> _Try it_
Below are some records; output exactly the lines from the line with "for (i, (p, q))" to the line with "h[6], h[7], h[8]);", both ends kept, and nothing more.

> _Extracted entries_

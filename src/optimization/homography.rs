use glam::DVec2;
use log::debug;
use nalgebra as na;

/// Similarity that moves the centroid to the origin and the mean distance to
/// sqrt(2), and the normalized points. `None` when all points coincide.
fn normalize_points(points: &[DVec2]) -> Option<(Vec<DVec2>, na::Matrix3<f64>)> {
    let n = points.len() as f64;
    let centroid = points.iter().fold(DVec2::ZERO, |acc, p| acc + *p) / n;
    let mean_dist = points.iter().map(|p| (*p - centroid).length()).sum::<f64>() / n;
    if mean_dist < f64::EPSILON {
        return None;
    }
    let s = std::f64::consts::SQRT_2 / mean_dist;
    let t = na::Matrix3::new(
        s,
        0.0,
        -s * centroid.x,
        0.0,
        s,
        -s * centroid.y,
        0.0,
        0.0,
        1.0,
    );
    let normalized = points.iter().map(|p| (*p - centroid) * s).collect();
    Some((normalized, t))
}

/// Normalized direct linear transform: `H` with `dst ~ H * src`, scaled so
/// that `H[(2, 2)] == 1` when possible.
pub fn dlt_homography(src: &[DVec2], dst: &[DVec2]) -> Option<na::Matrix3<f64>> {
    let n = src.len();
    if n < 4 || dst.len() != n {
        return None;
    }
    let (src_n, t_src) = normalize_points(src)?;
    let (dst_n, t_dst) = normalize_points(dst)?;

    // padded to square so the null vector is among the right singular vectors
    let mut a = na::DMatrix::<f64>::zeros((2 * n).max(9), 9);
    for (i, (p, q)) in src_n.iter().zip(&dst_n).enumerate() {
        let (x, y, u, v) = (p.x, p.y, q.x, q.y);
        let r0 = 2 * i;
        let r1 = r0 + 1;
        a[(r0, 0)] = -x;
        a[(r0, 1)] = -y;
        a[(r0, 2)] = -1.0;
        a[(r0, 6)] = u * x;
        a[(r0, 7)] = u * y;
        a[(r0, 8)] = u;

        a[(r1, 3)] = -x;
        a[(r1, 4)] = -y;
        a[(r1, 5)] = -1.0;
        a[(r1, 6)] = v * x;
        a[(r1, 7)] = v * y;
        a[(r1, 8)] = v;
    }

    let svd = a.svd(false, true);
    let v_t = svd.v_t?;
    let (min_idx, _) = svd.singular_values.argmin();
    let h = v_t.row(min_idx);
    let h_mat = na::Matrix3::new(h[0], h[1], h[2], h[3], h[4], h[5], h[6], h[7], h[8]);

    let Some(t_dst_inv) = t_dst.try_inverse() else {
        debug!("dlt: normalization not invertible");
        return None;
    };
    let mut h_mat = t_dst_inv * h_mat * t_src;
    let w = h_mat[(2, 2)];
    if w.abs() > f64::EPSILON {
        h_mat /= w;
    }
    if !h_mat.iter().all(|v| v.is_finite()) {
        return None;
    }
    Some(h_mat)
}

/// Distance between `H * src` and `dst`, infinite when `src` maps to infinity.
pub fn reprojection_error(h_mat: &na::Matrix3<f64>, src: DVec2, dst: DVec2) -> f64 {
    let p = h_mat * na::Vector3::new(src.x, src.y, 1.0);
    if p.z.abs() < f64::EPSILON {
        return f64::INFINITY;
    }
    DVec2::new(p.x / p.z, p.y / p.z).distance(dst)
}

/// Whether three of the four points are (nearly) collinear.
pub(crate) fn has_collinear_triplet(pts: &[DVec2; 4]) -> bool {
    const TRIPLETS: [[usize; 3]; 4] = [[0, 1, 2], [0, 1, 3], [0, 2, 3], [1, 2, 3]];
    let scale = pts
        .iter()
        .flat_map(|p| [p.x.abs(), p.y.abs()])
        .fold(1.0, f64::max);
    TRIPLETS.iter().any(|&[i, j, k]| {
        let area = (pts[j] - pts[i]).perp_dot(pts[k] - pts[i]);
        area.abs() <= f64::EPSILON * scale * scale * 16.0
    })
}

> _Expected output_
    for (i, (p, q)) in src_n.iter().zip(&dst_n).enumerate() {
        let (x, y, u, v) = (p.x, p.y, q.x, q.y);
        let r0 = 2 * i;
        let r1 = r0 + 1;
        a[(r0, 0)] = -x;
        a[(r0, 1)] = -y;
        a[(r0, 2)] = -1.0;
        a[(r0, 6)] = u * x;
        a[(r0, 7)] = u * y;
        a[(r0, 8)] = u;

        a[(r1, 3)] = -x;
        a[(r1, 4)] = -y;
        a[(r1, 5)] = -1.0;
        a[(r1, 6)] = v * x;
        a[(r1, 7)] = v * y;
        a[(r1, 8)] = v;
    }

    let svd = a.svd(false, true);
    let v_t = svd.v_t?;
    let (min_idx, _) = svd.singular_values.argmin();
    let h = v_t.row(min_idx);
    let h_mat = na::Matrix3::new(h[0], h[1], h[2], h[3], h[4], h[5], h[6], h[7], h[8]);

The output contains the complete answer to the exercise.